[Assigned task] Could you write out the lines below exactly, beginning with the first and finishing with the one that contains "inner: Cache::builder()"?

[Data records]

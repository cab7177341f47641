use std::future::Future;
use std::sync::Arc;
use std::time::Duration;

use log::debug;
use moka::future::Cache;
use serde::de::DeserializeOwned;
use serde::Serialize;
use serde_json::Value as JsonValue;

use crate::error::{PipewatchError, Result};

/// Only a handful of aggregation keys ever live here.
const CACHE_CAPACITY: u64 = 64;

/// TTL-memoized refresh cache for the expensive dashboard aggregations.
///
/// Values are stored as JSON so one cache can hold every record kind; each
/// tier (short-interval, hourly) is its own instance with its own TTL.
/// Concurrent callers for the same key coalesce onto a single producer run,
/// so an aggregation is computed at most once per expiry. Producer errors
/// are returned to every waiter and never cached.
pub struct RefreshCache {
    inner: Cache<String, JsonValue>,
}

impl RefreshCache {
    pub fn new(ttl: Duration) -> Self {
        Self {
            inner: Cache::builder()
                .time_to_live(ttl)
                .max_capacity(CACHE_CAPACITY)
                .build(),
        }
    }

    /// Returns the cached value for `key` when fresh; otherwise runs
    /// `producer`, stores its result, and returns it.
    pub async fn get_or_refresh<T, F, Fut>(&self, key: &str, producer: F) -> Result<T>
    where
        T: Serialize + DeserializeOwned,
        F: FnOnce() -> Fut,
        Fut: Future<Output = Result<T>>,
    {
        let value = self
            .inner
            .try_get_with(key.to_string(), async move {
                debug!("Cache miss for {key}, refreshing");
                let produced = producer().await?;
                serde_json::to_value(produced).map_err(PipewatchError::from)
            })
            .await
            .map_err(|e: Arc<PipewatchError>| PipewatchError::Cache(e.to_string()))?;

        serde_json::from_value(value).map_err(Into::into)
    }
}

#[cfg(test)]
mod tests {
    use super::*;
    use std::sync::atomic::{AtomicUsize, Ordering};

    #[tokio::test]
    async fn test_second_call_within_ttl_hits_cache() {
        let cache = RefreshCache::new(Duration::from_secs(60));
        let calls = AtomicUsize::new(0);

        let produce = || async {
            calls.fetch_add(1, Ordering::SeqCst);
            Ok::<_, PipewatchError>(vec![1u64, 2, 3])
        };

        let first: Vec<u64> = cache.get_or_refresh("key", produce).await.unwrap();
        let second: Vec<u64> = cache.get_or_refresh("key", produce).await.unwrap();

        assert_eq!(first, second);
        assert_eq!(calls.load(Ordering::SeqCst), 1);
    }

    #[tokio::test]
    async fn test_expiry_triggers_exactly_one_recomputation() {
        let cache = RefreshCache::new(Duration::from_millis(50));
        let calls = AtomicUsize::new(0);

        let produce = || async {
            Ok::<_, PipewatchError>(calls.fetch_add(1, Ordering::SeqCst))
        };

        let _: usize = cache.get_or_refresh("key", produce).await.unwrap();
        tokio::time::sleep(Duration::from_millis(120)).await;
        let _: usize = cache.get_or_refresh("key", produce).await.unwrap();

        assert_eq!(calls.load(Ordering::SeqCst), 2);
    }

    #[tokio::test]
    async fn test_concurrent_callers_coalesce() {
        let cache = Arc::new(RefreshCache::new(Duration::from_secs(60)));
        let calls = Arc::new(AtomicUsize::new(0));

        let slow_produce = {
            let calls = Arc::clone(&calls);
            move || {
                let calls = Arc::clone(&calls);
                async move {
                    tokio::time::sleep(Duration::from_millis(30)).await;
                    calls.fetch_add(1, Ordering::SeqCst);
                    Ok::<_, PipewatchError>("value".to_string())
                }
            }
        };

        let (a, b): (Result<String>, Result<String>) = tokio::join!(
            cache.get_or_refresh("key", slow_produce.clone()),
            cache.get_or_refresh("key", slow_produce),
        );

        assert_eq!(a.unwrap(), "value");
        assert_eq!(b.unwrap(), "value");
        assert_eq!(calls.load(Ordering::SeqCst), 1);
    }

    #[tokio::test]
    async fn test_producer_error_not_cached() {
        let cache = RefreshCache::new(Duration::from_secs(60));
        let calls = AtomicUsize::new(0);

        let failing = || async {
            calls.fetch_add(1, Ordering::SeqCst);
            Err::<u64, _>(PipewatchError::Cache("upstream down".to_string()))
        };
        let result: Result<u64> = cache.get_or_refresh("key", failing).await;
        assert!(result.is_err());

        let ok = || async {
            calls.fetch_add(1, Ordering::SeqCst);
            Ok::<_, PipewatchError>(7u64)
        };
        let value: u64 = cache.get_or_refresh("key", ok).await.unwrap();
        assert_eq!(value, 7);
        assert_eq!(calls.load(Ordering::SeqCst), 2);
    }

    #[tokio::test]
    async fn test_keys_are_independent() {
        let cache = RefreshCache::new(Duration::from_secs(60));

        let a: u64 = cache
            .get_or_refresh("a", || async { Ok::<_, PipewatchError>(1u64) })
            .await
            .unwrap();
        let b: u64 = cache
            .get_or_refresh("b", || async { Ok::<_, PipewatchError>(2u64) })
            .await
            .unwrap();
        assert_eq!((a, b), (1, 2));
    }
}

[Task result]
repository cab7177341f47641
use std::future::Future;
use std::sync::Arc;
use std::time::Duration;

use log::debug;
use moka::future::Cache;
use serde::de::DeserializeOwned;
use serde::Serialize;
use serde_json::Value as JsonValue;

use crate::error::{PipewatchError, Result};

/// Only a handful of aggregation keys ever live here.
const CACHE_CAPACITY: u64 = 64;

/// TTL-memoized refresh cache for the expensive dashboard aggregations.
///
/// Values are stored as JSON so one cache can hold every record kind; each
/// tier (short-interval, hourly) is its own instance with its own TTL.
/// Concurrent callers for the same key coalesce onto a single producer run,
/// so an aggregation is computed at most once per expiry. Producer errors
/// are returned to every waiter and never cached.
pub struct RefreshCache {
    inner: Cache<String, JsonValue>,
}

impl RefreshCache {
    pub fn new(ttl: Duration) -> Self {
        Self {
            inner: Cache::builder()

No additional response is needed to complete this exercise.